Unlike with Wade, the Heat is doing what is best with Bosh. The team announced last Friday that he failed his physical because of more blood clotting issues. The first episode happened in Feb. 2015 when a clot traveled from his leg to one of his lungs. He was hospitalized for a week and missed the rest of the season.

The next year, he was sidelined for the same reason and missed the last half of the regular season. Now with this failed physical, it is clear Miami Heat physicians do not believe it is safe for Bosh to return to the court, even though he strongly disagrees. The 32-year-old can fight all he wants, but it is certain these clots will not go away.

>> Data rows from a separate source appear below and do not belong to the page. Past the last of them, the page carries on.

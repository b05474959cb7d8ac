//! `grid-template-rows` and `grid-template-columns` track lists.
//!
//! A list ends at the first token that is not a track, and at most
//! [`MAX_GRID_TRACKS`] tracks are kept.

use stylecode_types::{CssError, Fixed, Unit, UnitClass};

use crate::bytecode::opcodes::{GRID_TEMPLATE_NONE, GRID_TEMPLATE_SET};
use crate::bytecode::{PropertyId, StyleBuffer};
use crate::cursor::TokenCursor;
use crate::parse::utils::{emit_flag_value, parse_flag_value, parse_unit_specifier};
use crate::parse::{ParseContext, transaction};

/// Tracks kept per list. Further tracks are left unconsumed.
pub const MAX_GRID_TRACKS: usize = 32;

pub fn parse_grid_template_rows(
    _ctx: &mut ParseContext,
    cursor: &mut TokenCursor<'_>,
    out: &mut StyleBuffer,
) -> Result<(), CssError> {
    track_list(cursor, out, PropertyId::GridTemplateRows)
}

pub fn parse_grid_template_columns(
    _ctx: &mut ParseContext,
    cursor: &mut TokenCursor<'_>,
    out: &mut StyleBuffer,
) -> Result<(), CssError> {
    track_list(cursor, out, PropertyId::GridTemplateColumns)
}

/// `none | <track>+` where a track is a non-negative length, percentage
/// or flex value, or `auto` (stored as `1fr`).
fn track_list(
    cursor: &mut TokenCursor<'_>,
    out: &mut StyleBuffer,
    property: PropertyId,
) -> Result<(), CssError> {
    transaction(cursor, out, |cursor, out| {
        if let Some(flag) = parse_flag_value(cursor) {
            return emit_flag_value(out, flag, &[property]);
        }
        if cursor.peek().is_some_and(|t| t.is_ident("none")) {
            cursor.advance();
            return out.append_opv(property, 0, GRID_TEMPLATE_NONE);
        }

        let mut tracks = [(Fixed::ZERO, Unit::Px); MAX_GRID_TRACKS];
        let mut count = 0;
        while count < MAX_GRID_TRACKS {
            let Some(track) = parse_track(cursor) else {
                break;
            };
            tracks[count] = track;
            count += 1;
        }
        if count == 0 {
            return Err(CssError::Invalid);
        }
        if count == MAX_GRID_TRACKS && parse_track(&mut cursor.clone()).is_some() {
            log::debug!("{}: more than {MAX_GRID_TRACKS} tracks", property.name());
        }

        out.append_opv(property, 0, GRID_TEMPLATE_SET)?;
        out.append(count as u32)?;
        for &(value, unit) in &tracks[..count] {
            out.append_length(value, unit)?;
        }
        Ok(())
    })
}

fn parse_track(cursor: &mut TokenCursor<'_>) -> Option<(Fixed, Unit)> {
    let mark = cursor.mark();
    if let Ok((value, unit)) = parse_unit_specifier(cursor, Unit::Px) {
        let sized = matches!(
            unit.class(),
            UnitClass::Length | UnitClass::Percentage | UnitClass::Flex
        );
        if sized && !value.is_negative() {
            return Some((value, unit));
        }
        cursor.reset(mark);
        return None;
    }
    cursor.consume_whitespace();
    if cursor.peek().is_some_and(|t| t.is_ident("auto")) {
        cursor.advance();
        return Some((Fixed::ONE, Unit::Fr));
    }
    cursor.reset(mark);
    None
}
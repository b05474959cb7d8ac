//! Cascade for `row-gap` and `column-gap`.

use stylecode_types::CssError;

use crate::bytecode::opcodes::{GAP_NORMAL, GAP_SET};
use crate::bytecode::{BytecodeReader, Opv, StringTable, malformed};
use crate::computed::{Gap, Length};
use crate::select::{SelectState, cascaded};

property_handler!(ROW_GAP, row_gap, cascade_row_gap);
property_handler!(COLUMN_GAP, column_gap, cascade_column_gap);

fn decode_gap(opv: Opv, reader: &mut BytecodeReader<'_>) -> Result<Gap, CssError> {
    match opv.value() {
        GAP_NORMAL => Ok(Gap::Normal),
        GAP_SET => Ok(Gap::Length(Length::new(reader.next_fixed(), reader.next_unit()))),
        other => malformed(format_args!("{} value {other:#x}", opv.property().name())),
    }
}

fn cascade_row_gap(
    opv: Opv,
    reader: &mut BytecodeReader<'_>,
    _strings: &StringTable,
    state: &mut SelectState,
) -> Result<(), CssError> {
    let value = cascaded(opv, || decode_gap(opv, reader))?;
    state.apply(opv, value, |style| &mut style.row_gap);
    Ok(())
}

fn cascade_column_gap(
    opv: Opv,
    reader: &mut BytecodeReader<'_>,
    _strings: &StringTable,
    state: &mut SelectState,
) -> Result<(), CssError> {
    let value = cascaded(opv, || decode_gap(opv, reader))?;
    state.apply(opv, value, |style| &mut style.column_gap);
    Ok(())
}

#[cfg(test)]
mod tests {
    use stylecode_types::Origin;

    use crate::computed::{Gap, Length, Slot};
    use crate::select::SelectState;
    use crate::test_utils::cascade_text;

    #[test]
    fn single_value_applies_to_both_axes() {
        let mut state = SelectState::new();
        cascade_text(&mut state, "gap: 8px", Origin::Author, 0);
        let style = state.finish();
        assert_eq!(style.row_gap, Slot::Set(Gap::Length(Length::px(8))));
        assert_eq!(style.column_gap, Slot::Set(Gap::Length(Length::px(8))));
    }

    #[test]
    fn longhand_after_shorthand() {
        let mut state = SelectState::new();
        cascade_text(&mut state, "gap: 8px; column-gap: normal", Origin::Author, 0);
        let style = state.finish();
        assert_eq!(style.row_gap, Slot::Set(Gap::Length(Length::px(8))));
        assert_eq!(style.column_gap, Slot::Set(Gap::Normal));
    }
}
//! Error types for stylecode.

use std::collections::TryReserveError;
use std::io;

/// Outcome of a failed parse or cascade step.
///
/// Success is `Ok(())`; the two failure kinds mirror the engine's contract:
/// an invalid construct is dropped by the caller, an allocation failure
/// aborts the current stylesheet or element.
#[derive(Debug, Clone, Copy, PartialEq, Eq, thiserror::Error)]
pub enum CssError {
    #[error("invalid input")]
    Invalid,

    #[error("out of memory")]
    NoMem,
}

impl From<TryReserveError> for CssError {
    fn from(_: TryReserveError) -> Self {
        CssError::NoMem
    }
}

/// Errors produced by stylecode hosts (configuration, I/O, output).
#[derive(Debug, thiserror::Error)]
pub enum StyleError {
    #[error("css error: {0}")]
    Css(#[from] CssError),

    #[error("config error: {0}")]
    Config(String),

    #[error("I/O error: {0}")]
    Io(#[from] io::Error),

    #[error("TOML parse error: {0}")]
    TomlParse(#[from] toml::de::Error),

    #[error("JSON error: {0}")]
    Json(#[from] serde_json::Error),
}

/// Convenience alias.
pub type Result<T> = std::result::Result<T, StyleError>;

#[cfg(test)]
mod tests {
    use super::*;

    #[test]
    fn invalid_display() {
        assert_eq!(format!("{}", CssError::Invalid), "invalid input");
    }

    #[test]
    fn nomem_display() {
        assert_eq!(format!("{}", CssError::NoMem), "out of memory");
    }

    #[test]
    fn css_error_wraps_into_style_error() {
        let e: StyleError = CssError::NoMem.into();
        assert_eq!(format!("{e}"), "css error: out of memory");
    }

    #[test]
    fn config_error_display() {
        let e = StyleError::Config("buffer_limit must be positive".into());
        assert_eq!(format!("{e}"), "config error: buffer_limit must be positive");
    }

    #[test]
    fn try_reserve_failure_is_nomem() {
        let mut v: Vec<u64> = Vec::new();
        let err = v.try_reserve(usize::MAX).unwrap_err();
        assert_eq!(CssError::from(err), CssError::NoMem);
    }

    #[test]
    fn io_error_from_conversion() {
        let io_err = io::Error::new(io::ErrorKind::NotFound, "gone");
        let e: StyleError = io_err.into();
        let msg = format!("{e}");
        assert!(msg.contains("I/O error"));
        assert!(msg.contains("gone"));
    }

    #[test]
    fn toml_error_from_conversion() {
        let toml_err = toml::from_str::<toml::Value>("this is [[[not valid toml").unwrap_err();
        let e: StyleError = toml_err.into();
        assert!(format!("{e}").contains("TOML parse error"));
    }

    #[test]
    fn json_error_from_conversion() {
        let json_err = serde_json::from_str::<serde_json::Value>("not json").unwrap_err();
        let e: StyleError = json_err.into();
        assert!(format!("{e}").contains("JSON error"));
    }

    #[test]
    fn result_alias_err() {
        let r: Result<i32> = Err(StyleError::Css(CssError::Invalid));
        assert!(r.is_err());
    }
}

He needs to retire. There comes a time in which you have to do what is best for you. Basketball is not worth losing your life when you can live another 32 years.

His former teammate Lebron James expressed his thoughts and brought up a great point. “I think his health and his family is the most important thing. Basketball is a huge part of our lives, and obviously he wants to be on the floor. But as a friend I want him to be as healthy as possible,” James said.

His life is not worth risking when he has five young children and a loving wife who depend on him for so much more than money. He will have more time throughout the year to spend teaching his kids the ways of life. There will even be some time for a few lessons about basketball, too.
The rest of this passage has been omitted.